Task item
State the number of lines in these records that include the string "SearchConfig", and say nothing more.

Available data Block Start

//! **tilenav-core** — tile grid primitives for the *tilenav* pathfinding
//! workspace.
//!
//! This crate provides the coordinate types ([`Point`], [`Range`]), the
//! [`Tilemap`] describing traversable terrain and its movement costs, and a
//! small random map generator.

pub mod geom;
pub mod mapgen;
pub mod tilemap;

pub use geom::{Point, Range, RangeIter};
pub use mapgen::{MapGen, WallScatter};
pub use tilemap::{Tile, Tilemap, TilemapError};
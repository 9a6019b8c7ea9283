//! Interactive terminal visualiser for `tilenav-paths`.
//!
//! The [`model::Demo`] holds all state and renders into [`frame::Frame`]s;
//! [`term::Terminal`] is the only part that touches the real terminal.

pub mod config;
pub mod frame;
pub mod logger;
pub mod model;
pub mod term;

Available data Block End
Available data Block Start

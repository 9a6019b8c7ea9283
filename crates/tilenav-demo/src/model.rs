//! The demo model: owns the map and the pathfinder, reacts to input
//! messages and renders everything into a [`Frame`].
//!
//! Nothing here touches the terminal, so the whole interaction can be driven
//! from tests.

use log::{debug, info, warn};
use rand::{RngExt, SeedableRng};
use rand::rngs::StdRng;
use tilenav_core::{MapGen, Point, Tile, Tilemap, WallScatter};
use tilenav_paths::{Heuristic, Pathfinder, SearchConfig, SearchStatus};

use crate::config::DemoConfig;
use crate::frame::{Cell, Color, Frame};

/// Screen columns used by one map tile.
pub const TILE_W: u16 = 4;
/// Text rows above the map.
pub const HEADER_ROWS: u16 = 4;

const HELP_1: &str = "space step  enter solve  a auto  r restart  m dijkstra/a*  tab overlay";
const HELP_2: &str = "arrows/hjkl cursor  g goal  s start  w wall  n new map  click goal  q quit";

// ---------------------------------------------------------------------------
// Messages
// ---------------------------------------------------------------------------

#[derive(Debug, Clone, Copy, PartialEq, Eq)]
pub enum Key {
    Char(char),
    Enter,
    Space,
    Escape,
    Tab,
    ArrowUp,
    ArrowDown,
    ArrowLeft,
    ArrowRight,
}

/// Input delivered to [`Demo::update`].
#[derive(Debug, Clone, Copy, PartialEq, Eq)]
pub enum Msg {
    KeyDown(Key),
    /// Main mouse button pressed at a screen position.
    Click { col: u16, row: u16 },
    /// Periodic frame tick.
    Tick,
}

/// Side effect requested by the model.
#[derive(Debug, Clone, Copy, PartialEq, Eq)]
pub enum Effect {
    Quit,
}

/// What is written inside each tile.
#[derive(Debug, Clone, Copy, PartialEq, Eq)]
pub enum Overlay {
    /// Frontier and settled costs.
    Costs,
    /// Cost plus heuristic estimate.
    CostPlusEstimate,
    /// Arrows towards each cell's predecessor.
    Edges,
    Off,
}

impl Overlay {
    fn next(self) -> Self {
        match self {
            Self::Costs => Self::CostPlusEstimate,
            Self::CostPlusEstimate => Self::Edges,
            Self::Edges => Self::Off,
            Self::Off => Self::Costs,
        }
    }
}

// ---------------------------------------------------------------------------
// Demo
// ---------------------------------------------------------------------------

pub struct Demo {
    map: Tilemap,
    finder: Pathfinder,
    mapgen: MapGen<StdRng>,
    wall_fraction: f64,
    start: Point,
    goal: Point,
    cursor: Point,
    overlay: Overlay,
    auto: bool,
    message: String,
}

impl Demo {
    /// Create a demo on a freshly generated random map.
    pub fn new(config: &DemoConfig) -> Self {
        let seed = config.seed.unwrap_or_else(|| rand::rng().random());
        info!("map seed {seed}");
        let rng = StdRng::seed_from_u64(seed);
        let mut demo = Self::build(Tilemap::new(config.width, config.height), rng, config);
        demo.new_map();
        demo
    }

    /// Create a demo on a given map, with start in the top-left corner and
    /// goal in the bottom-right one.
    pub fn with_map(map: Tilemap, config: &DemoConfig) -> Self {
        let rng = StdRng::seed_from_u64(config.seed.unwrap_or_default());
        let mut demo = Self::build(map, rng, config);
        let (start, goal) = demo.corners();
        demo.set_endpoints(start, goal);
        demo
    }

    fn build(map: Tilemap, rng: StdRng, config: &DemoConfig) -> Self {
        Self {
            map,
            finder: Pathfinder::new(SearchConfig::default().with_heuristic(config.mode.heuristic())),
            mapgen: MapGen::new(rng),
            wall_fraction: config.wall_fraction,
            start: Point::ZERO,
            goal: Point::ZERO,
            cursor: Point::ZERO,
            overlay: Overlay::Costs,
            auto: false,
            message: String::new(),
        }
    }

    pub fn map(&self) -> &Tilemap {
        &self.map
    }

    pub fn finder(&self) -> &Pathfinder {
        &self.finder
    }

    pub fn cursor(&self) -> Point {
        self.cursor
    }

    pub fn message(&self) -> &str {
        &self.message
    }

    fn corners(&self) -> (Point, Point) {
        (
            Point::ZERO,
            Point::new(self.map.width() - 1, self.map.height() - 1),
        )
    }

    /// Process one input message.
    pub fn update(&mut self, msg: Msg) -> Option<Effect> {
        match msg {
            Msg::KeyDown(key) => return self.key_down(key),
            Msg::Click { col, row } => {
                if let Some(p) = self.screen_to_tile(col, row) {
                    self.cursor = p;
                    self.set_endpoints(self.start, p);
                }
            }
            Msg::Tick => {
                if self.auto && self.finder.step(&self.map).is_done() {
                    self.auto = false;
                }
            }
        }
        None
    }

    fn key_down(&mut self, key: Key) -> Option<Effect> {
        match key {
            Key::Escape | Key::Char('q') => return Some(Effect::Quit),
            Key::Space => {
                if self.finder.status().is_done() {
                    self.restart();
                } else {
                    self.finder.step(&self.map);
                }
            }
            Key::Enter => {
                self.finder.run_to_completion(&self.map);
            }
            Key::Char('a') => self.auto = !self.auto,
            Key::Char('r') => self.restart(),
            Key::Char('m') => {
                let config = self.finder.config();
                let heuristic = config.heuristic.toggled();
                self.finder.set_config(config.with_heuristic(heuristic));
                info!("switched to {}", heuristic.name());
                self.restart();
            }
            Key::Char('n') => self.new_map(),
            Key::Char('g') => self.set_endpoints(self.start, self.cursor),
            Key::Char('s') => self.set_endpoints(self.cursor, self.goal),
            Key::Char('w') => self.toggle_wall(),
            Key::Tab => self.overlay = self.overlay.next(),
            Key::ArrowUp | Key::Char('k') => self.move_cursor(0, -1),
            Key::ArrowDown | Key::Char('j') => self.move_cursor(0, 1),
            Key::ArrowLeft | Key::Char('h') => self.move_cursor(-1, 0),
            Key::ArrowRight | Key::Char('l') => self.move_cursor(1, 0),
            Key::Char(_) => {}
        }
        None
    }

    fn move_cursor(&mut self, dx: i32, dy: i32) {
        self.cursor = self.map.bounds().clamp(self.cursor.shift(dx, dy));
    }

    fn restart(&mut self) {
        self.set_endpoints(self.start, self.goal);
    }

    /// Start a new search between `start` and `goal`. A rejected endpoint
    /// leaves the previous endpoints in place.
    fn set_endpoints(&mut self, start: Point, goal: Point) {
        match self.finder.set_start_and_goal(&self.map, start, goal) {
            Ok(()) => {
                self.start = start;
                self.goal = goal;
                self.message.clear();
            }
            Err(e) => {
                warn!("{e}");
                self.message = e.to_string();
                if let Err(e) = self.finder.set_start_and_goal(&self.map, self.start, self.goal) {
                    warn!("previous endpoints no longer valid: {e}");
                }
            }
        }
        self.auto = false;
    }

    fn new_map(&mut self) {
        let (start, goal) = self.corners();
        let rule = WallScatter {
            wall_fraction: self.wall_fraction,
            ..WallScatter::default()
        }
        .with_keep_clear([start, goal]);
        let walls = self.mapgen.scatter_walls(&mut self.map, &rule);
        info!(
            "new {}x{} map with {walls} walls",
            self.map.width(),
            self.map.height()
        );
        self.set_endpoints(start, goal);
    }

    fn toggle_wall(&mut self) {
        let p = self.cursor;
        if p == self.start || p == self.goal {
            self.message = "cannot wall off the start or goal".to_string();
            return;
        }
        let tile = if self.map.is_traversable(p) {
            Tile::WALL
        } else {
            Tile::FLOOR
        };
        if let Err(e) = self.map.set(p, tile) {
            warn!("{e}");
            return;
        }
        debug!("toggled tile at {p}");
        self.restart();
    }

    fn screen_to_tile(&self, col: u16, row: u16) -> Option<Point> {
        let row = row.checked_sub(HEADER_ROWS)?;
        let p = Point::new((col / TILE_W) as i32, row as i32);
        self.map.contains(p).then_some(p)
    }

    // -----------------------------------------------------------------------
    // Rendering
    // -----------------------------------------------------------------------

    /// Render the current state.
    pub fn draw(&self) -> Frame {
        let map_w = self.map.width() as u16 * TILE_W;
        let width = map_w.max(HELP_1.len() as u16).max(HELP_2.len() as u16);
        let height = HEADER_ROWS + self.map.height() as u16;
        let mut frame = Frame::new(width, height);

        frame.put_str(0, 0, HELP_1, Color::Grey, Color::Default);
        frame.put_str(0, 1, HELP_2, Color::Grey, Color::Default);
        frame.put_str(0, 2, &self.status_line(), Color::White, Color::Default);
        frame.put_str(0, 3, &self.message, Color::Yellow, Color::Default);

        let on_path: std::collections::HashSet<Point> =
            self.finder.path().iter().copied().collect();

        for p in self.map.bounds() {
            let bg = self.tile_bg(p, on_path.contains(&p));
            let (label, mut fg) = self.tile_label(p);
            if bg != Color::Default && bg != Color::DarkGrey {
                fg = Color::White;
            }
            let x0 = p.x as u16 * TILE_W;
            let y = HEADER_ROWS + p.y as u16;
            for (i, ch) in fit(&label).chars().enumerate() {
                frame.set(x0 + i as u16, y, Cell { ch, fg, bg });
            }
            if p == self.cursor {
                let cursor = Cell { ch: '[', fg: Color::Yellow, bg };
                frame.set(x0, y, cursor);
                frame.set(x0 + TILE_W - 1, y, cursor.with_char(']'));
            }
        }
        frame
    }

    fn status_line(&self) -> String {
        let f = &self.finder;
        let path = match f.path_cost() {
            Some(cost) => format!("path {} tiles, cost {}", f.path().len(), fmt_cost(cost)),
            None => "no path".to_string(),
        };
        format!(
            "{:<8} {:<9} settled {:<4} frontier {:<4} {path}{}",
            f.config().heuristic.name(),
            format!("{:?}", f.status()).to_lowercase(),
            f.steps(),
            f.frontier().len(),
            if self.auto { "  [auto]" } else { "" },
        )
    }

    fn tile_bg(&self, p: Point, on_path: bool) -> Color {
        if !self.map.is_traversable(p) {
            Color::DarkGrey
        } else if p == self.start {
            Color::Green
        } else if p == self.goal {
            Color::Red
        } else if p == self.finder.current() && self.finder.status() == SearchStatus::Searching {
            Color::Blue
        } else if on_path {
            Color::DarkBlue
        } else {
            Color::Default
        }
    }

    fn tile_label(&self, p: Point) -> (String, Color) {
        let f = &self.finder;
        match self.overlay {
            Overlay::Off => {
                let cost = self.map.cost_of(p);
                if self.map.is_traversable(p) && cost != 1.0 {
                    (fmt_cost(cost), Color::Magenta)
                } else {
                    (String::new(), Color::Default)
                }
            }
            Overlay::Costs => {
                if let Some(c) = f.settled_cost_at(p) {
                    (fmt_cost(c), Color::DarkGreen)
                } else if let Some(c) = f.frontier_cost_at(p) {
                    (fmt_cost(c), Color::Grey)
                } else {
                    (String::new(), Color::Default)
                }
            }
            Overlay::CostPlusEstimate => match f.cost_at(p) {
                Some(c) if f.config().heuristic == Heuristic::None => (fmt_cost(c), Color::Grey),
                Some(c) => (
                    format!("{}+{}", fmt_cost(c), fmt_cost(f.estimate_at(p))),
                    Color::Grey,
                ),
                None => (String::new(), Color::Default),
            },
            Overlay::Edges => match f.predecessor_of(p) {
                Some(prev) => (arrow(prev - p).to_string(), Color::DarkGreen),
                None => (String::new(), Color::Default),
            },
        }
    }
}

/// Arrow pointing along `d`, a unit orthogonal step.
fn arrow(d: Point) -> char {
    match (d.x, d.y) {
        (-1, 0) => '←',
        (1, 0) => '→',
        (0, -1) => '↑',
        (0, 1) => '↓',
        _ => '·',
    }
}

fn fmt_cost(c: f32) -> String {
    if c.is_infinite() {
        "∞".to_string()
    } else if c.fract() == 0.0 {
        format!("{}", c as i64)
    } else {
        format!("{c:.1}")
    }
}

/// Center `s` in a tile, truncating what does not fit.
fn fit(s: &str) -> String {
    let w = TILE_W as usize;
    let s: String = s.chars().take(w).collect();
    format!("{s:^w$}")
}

Available data Block End
Available data Block Start

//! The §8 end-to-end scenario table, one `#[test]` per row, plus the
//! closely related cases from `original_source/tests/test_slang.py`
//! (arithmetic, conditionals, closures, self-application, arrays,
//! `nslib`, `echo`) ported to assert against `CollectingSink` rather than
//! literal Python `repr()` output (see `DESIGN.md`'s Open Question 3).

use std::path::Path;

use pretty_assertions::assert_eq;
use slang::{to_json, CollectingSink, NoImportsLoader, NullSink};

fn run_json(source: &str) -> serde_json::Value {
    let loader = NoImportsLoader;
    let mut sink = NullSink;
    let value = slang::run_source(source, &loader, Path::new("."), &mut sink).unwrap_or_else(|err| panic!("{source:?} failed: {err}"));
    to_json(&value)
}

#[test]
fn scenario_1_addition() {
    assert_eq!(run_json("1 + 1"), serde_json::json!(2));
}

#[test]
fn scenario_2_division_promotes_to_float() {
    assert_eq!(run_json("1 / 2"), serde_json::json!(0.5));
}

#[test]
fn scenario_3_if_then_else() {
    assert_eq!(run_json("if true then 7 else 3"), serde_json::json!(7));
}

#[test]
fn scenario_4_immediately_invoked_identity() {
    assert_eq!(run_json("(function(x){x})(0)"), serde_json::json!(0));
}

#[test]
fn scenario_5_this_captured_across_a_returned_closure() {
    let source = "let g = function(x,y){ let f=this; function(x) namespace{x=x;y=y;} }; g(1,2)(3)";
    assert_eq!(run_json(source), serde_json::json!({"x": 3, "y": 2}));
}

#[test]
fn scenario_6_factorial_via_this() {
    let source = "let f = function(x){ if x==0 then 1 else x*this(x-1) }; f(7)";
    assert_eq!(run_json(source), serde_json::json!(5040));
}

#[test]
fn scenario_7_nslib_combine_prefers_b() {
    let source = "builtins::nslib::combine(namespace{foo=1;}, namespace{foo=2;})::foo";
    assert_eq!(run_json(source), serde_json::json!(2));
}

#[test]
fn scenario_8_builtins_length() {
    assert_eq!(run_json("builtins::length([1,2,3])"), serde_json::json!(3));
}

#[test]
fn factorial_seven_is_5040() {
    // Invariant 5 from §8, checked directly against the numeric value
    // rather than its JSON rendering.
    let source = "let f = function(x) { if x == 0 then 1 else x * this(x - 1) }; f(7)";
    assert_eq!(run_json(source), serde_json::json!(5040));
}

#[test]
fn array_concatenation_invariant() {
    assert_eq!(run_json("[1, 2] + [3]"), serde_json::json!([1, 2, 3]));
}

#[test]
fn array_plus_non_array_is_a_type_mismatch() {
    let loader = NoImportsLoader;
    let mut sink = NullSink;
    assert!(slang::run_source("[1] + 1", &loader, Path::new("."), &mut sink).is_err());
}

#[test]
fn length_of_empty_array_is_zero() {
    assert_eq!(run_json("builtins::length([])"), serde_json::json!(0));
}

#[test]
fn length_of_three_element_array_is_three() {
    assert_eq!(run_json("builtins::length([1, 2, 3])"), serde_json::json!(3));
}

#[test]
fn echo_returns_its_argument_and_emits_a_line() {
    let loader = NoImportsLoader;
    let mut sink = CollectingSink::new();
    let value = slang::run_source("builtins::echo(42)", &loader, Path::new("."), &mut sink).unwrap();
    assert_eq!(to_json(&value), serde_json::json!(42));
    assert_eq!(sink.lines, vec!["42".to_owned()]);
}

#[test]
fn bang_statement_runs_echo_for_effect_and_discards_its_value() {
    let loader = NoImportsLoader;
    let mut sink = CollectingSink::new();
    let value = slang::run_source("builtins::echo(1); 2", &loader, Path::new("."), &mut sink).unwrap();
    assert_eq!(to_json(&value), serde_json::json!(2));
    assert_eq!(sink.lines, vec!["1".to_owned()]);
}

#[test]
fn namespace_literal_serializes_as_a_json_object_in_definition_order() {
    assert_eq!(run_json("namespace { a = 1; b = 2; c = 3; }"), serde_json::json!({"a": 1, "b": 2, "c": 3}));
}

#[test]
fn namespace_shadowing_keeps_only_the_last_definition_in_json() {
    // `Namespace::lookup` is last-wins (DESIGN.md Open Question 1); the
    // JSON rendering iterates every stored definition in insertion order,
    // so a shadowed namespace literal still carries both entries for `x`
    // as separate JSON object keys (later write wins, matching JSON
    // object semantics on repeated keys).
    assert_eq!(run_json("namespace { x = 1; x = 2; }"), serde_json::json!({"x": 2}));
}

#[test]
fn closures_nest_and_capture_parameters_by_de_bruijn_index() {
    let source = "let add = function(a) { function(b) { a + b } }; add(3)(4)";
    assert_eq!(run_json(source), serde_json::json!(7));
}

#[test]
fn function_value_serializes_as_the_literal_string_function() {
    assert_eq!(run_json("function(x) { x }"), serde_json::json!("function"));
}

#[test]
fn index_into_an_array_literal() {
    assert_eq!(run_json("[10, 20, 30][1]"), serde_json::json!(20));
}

Available data Block End

Solution for this problem
2